If you don’t meet the physical challenge head-on, then you will be steamrollered by a nation where the value of brute power is hard-wired into the collective DNA, so that is where tonight’s World Cup opener is going to be won or lost reasons the 43-year-old Welshman who has been credited with revolutionising Scotland’s defensive play since his appointment in the aftermath of the team’s 2019 World Cup flop.

“You know they are going to try to come through the front door so physically we have to be on the money,” said Tandy during yesterday’s eve of match press conference. “We believe in our physicality and in the way we want to go about imposing that physicality whether it is at the breakdown or the tackle contest.

“Their game has gone to another level when you look at their transition play, the threat of their back-three and Manie Libbok’s kicking game – his little dinks and things like that – so we have to be ready for that.

“But, first and foremost, you have to pitch up against South Africa otherwise you are going to spend a lot of time on the back foot.”

Tandy added that while he was impressed with South Africa’s performance when hammering New Zealand 35-7 in their last World Cup warm-up match, he didn't see anything to convince him that a surprise win is an impossibility.

“We thought about what we might do differently [to the All Blacks], and where we can put pressure on South Africa with our systems,” he said.

“We know we will have to absorb at certain points against South Africa, but we’re also thinking about how we can put our game on them as well.

“We are aware that there is no hiding place, but when I look around our training group and our environment, I believe in our boys and I know the players believe in themselves.

“We know it is going to be an unbelievably physical challenge, but we believe in the way we want to play.”
Tonight’s referee is Australian Angus Gardner, who has awarded 30 penalties against Scotland the last two times he has been the man in the middle for their matches, which includes five scrum penalties when the Springboks visited Murrayfield in the Autumn of 2021 – but Tandy insisted that he and his fellow coaches are not particularly worried about history repeating itself tonight.

“There has been a lot of water under the bridge since then,” he reasoned. “Our game has developed massively since then.

“We’ve watched it back a good few times and we recognise the strength of South Africa, but it is really good to look back on and see where we’ve come to as well – and the performances we’ve put in off the back of that.

“A couple of years is a long time and we’ve grown in set-piece, in defence, in attack, and as a group we’ve grown on and off the field, so we’d like to think that we’ll look after ourselves in and around the discipline area this weekend.

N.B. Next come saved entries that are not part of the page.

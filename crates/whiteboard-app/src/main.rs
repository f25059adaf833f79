//! Main application entry point.

mod app;
mod cli;

use std::process::ExitCode;

use clap::Parser;

fn main() -> ExitCode {
    env_logger::init();
    log::info!("Starting whiteboard");

    let cli = cli::Cli::parse();
    match app::run(&cli, &mut std::io::stdout()) {
        Ok(()) => ExitCode::SUCCESS,
        Err(e) => {
            log::error!("{}", e);
            eprintln!("error: {e}");
            ExitCode::FAILURE
        }
    }
}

“There are always conversations around your discipline, particularly in big games,” he added. “You don’t want to give teams like South Africa too many entries into your 22 because we know how physical they can be in that area of the field.

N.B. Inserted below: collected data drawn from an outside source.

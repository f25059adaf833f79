//! Item styling and the typed property keys accepted by the store.

use super::{Color, Item};
use crate::error::{EngineError, EngineResult};
use kurbo::Point;
use serde::{Deserialize, Serialize};
use serde_json::Value;

/// Font slant.
#[derive(Debug, Clone, Copy, PartialEq, Eq, Default, Serialize, Deserialize)]
#[serde(rename_all = "lowercase")]
pub enum FontStyle {
    #[default]
    Normal,
    Italic,
    Oblique,
}

/// Text decoration line.
#[derive(Debug, Clone, Copy, PartialEq, Eq, Default, Serialize, Deserialize)]
#[serde(rename_all = "kebab-case")]
pub enum TextDecoration {
    #[default]
    None,
    Underline,
    LineThrough,
    Overline,
}

/// Horizontal text alignment.
#[derive(Debug, Clone, Copy, PartialEq, Eq, Default, Serialize, Deserialize)]
#[serde(rename_all = "lowercase")]
pub enum TextAlign {
    Left,
    #[default]
    Center,
    Right,
}

/// Style attributes shared by every item kind.
#[derive(Debug, Clone, PartialEq, Serialize, Deserialize)]
#[serde(rename_all = "camelCase", default)]
pub struct ItemStyle {
    /// Text / stroke color.
    pub color: Color,
    /// Fill color (`transparent` = no fill).
    pub background_color: Color,
    /// Border color (None = no border).
    #[serde(skip_serializing_if = "Option::is_none")]
    pub border_color: Option<Color>,
    /// Border width in canvas units.
    pub border_width: f64,
    /// Overall opacity (0.0 = fully transparent, 1.0 = fully opaque).
    pub opacity: f64,
    /// Rotation in degrees.
    pub rotation: f64,
    pub font_size: f64,
    pub font_family: String,
    pub font_weight: String,
    pub font_style: FontStyle,
    pub text_decoration: TextDecoration,
    pub text_align: TextAlign,
}

impl Default for ItemStyle {
    fn default() -> Self {
        Self {
            color: Color::black(),
            background_color: Color::white(),
            border_color: None,
            border_width: 0.0,
            opacity: 1.0,
            rotation: 0.0,
            font_size: 16.0,
            font_family: "system-ui".to_string(),
            font_weight: "normal".to_string(),
            font_style: FontStyle::default(),
            text_decoration: TextDecoration::default(),
            text_align: TextAlign::default(),
        }
    }
}

/// A single style/layout field with its new value.
///
/// Keys follow the camelCase names used on the wire (`backgroundColor`,
/// `zIndex`, ...). Position, size and content have dedicated store
/// operations and are not properties.
#[derive(Debug, Clone, PartialEq)]
pub enum ItemProperty {
    Color(Color),
    BackgroundColor(Color),
    BorderColor(Option<Color>),
    BorderWidth(f64),
    Opacity(f64),
    Rotation(f64),
    FontSize(f64),
    FontFamily(String),
    FontWeight(String),
    FontStyle(FontStyle),
    TextDecoration(TextDecoration),
    TextAlign(TextAlign),
    ZIndex(i64),
    ImageUrl(String),
    ImageAlt(String),
    StartPoint(Point),
    EndPoint(Point),
}

impl ItemProperty {
    /// Every key accepted by [`ItemProperty::parse`].
    pub const KEYS: [&'static str; 17] = [
        "color",
        "backgroundColor",
        "borderColor",
        "borderWidth",
        "opacity",
        "rotation",
        "fontSize",
        "fontFamily",
        "fontWeight",
        "fontStyle",
        "textDecoration",
        "textAlign",
        "zIndex",
        "imageUrl",
        "imageAlt",
        "startPoint",
        "endPoint",
    ];

    /// Wire name of this property.
    pub fn key(&self) -> &'static str {
        match self {
            ItemProperty::Color(_) => "color",
            ItemProperty::BackgroundColor(_) => "backgroundColor",
            ItemProperty::BorderColor(_) => "borderColor",
            ItemProperty::BorderWidth(_) => "borderWidth",
            ItemProperty::Opacity(_) => "opacity",
            ItemProperty::Rotation(_) => "rotation",
            ItemProperty::FontSize(_) => "fontSize",
            ItemProperty::FontFamily(_) => "fontFamily",
            ItemProperty::FontWeight(_) => "fontWeight",
            ItemProperty::FontStyle(_) => "fontStyle",
            ItemProperty::TextDecoration(_) => "textDecoration",
            ItemProperty::TextAlign(_) => "textAlign",
            ItemProperty::ZIndex(_) => "zIndex",
            ItemProperty::ImageUrl(_) => "imageUrl",
            ItemProperty::ImageAlt(_) => "imageAlt",
            ItemProperty::StartPoint(_) => "startPoint",
            ItemProperty::EndPoint(_) => "endPoint",
        }
    }

    /// Build a typed property from a wire key and an untyped JSON value.
    pub fn parse(key: &str, value: Value) -> EngineResult<Self> {
        let property = match key {
            "color" => ItemProperty::Color(decode(key, value)?),
            "backgroundColor" => ItemProperty::BackgroundColor(decode(key, value)?),
            "borderColor" => ItemProperty::BorderColor(decode(key, value)?),
            "borderWidth" => ItemProperty::BorderWidth(non_negative(key, decode(key, value)?)?),
            "opacity" => ItemProperty::Opacity(decode(key, value)?),
            "rotation" => ItemProperty::Rotation(decode(key, value)?),
            "fontSize" => ItemProperty::FontSize(non_negative(key, decode(key, value)?)?),
            "fontFamily" => ItemProperty::FontFamily(decode(key, value)?),
            "fontWeight" => ItemProperty::FontWeight(decode(key, value)?),
            "fontStyle" => ItemProperty::FontStyle(decode(key, value)?),
            "textDecoration" => ItemProperty::TextDecoration(decode(key, value)?),
            "textAlign" => ItemProperty::TextAlign(decode(key, value)?),
            "zIndex" => ItemProperty::ZIndex(decode(key, value)?),
            "imageUrl" => ItemProperty::ImageUrl(decode(key, value)?),
            "imageAlt" => ItemProperty::ImageAlt(decode(key, value)?),
            "startPoint" => ItemProperty::StartPoint(decode(key, value)?),
            "endPoint" => ItemProperty::EndPoint(decode(key, value)?),
            _ => return Err(EngineError::UnknownProperty(key.to_string())),
        };
        Ok(property)
    }

    /// Write this property into an item.
    pub fn apply(self, item: &mut Item) {
        let style = &mut item.style;
        match self {
            ItemProperty::Color(c) => style.color = c,
            ItemProperty::BackgroundColor(c) => style.background_color = c,
            ItemProperty::BorderColor(c) => style.border_color = c,
            ItemProperty::BorderWidth(w) => style.border_width = w,
            ItemProperty::Opacity(o) => style.opacity = o.clamp(0.0, 1.0),
            ItemProperty::Rotation(r) => style.rotation = r,
            ItemProperty::FontSize(s) => style.font_size = s,
            ItemProperty::FontFamily(f) => style.font_family = f,
            ItemProperty::FontWeight(w) => style.font_weight = w,
            ItemProperty::FontStyle(s) => style.font_style = s,
            ItemProperty::TextDecoration(d) => style.text_decoration = d,
            ItemProperty::TextAlign(a) => style.text_align = a,
            ItemProperty::ZIndex(z) => item.z_index = z,
            ItemProperty::ImageUrl(url) => item.image_url = Some(url),
            ItemProperty::ImageAlt(alt) => item.image_alt = Some(alt),
            ItemProperty::StartPoint(p) => item.start_point = Some(p),
            ItemProperty::EndPoint(p) => item.end_point = Some(p),
        }
    }
}

fn decode<T: serde::de::DeserializeOwned>(key: &str, value: Value) -> EngineResult<T> {
    serde_json::from_value(value).map_err(|e| EngineError::InvalidPropertyValue {
        key: key.to_string(),
        reason: e.to_string(),
    })
}

fn non_negative(key: &str, value: f64) -> EngineResult<f64> {
    if value.is_finite() && value >= 0.0 {
        Ok(value)
    } else {
        Err(EngineError::InvalidPropertyValue {
            key: key.to_string(),
            reason: format!("expected a non-negative number, got {value}"),
        })
    }
}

“But I think over the last four games and in the Six Nations our penalty count was low considering the number of tackles we had to make – apart from a little blip at home against Italy when our penalty count went up – so it is definitely something we’ve looked at and improved.

“It is something we have to be take on board – being squeaky clean because we don’t give free entries up – but Angus is really clear and a really good referee,” he added.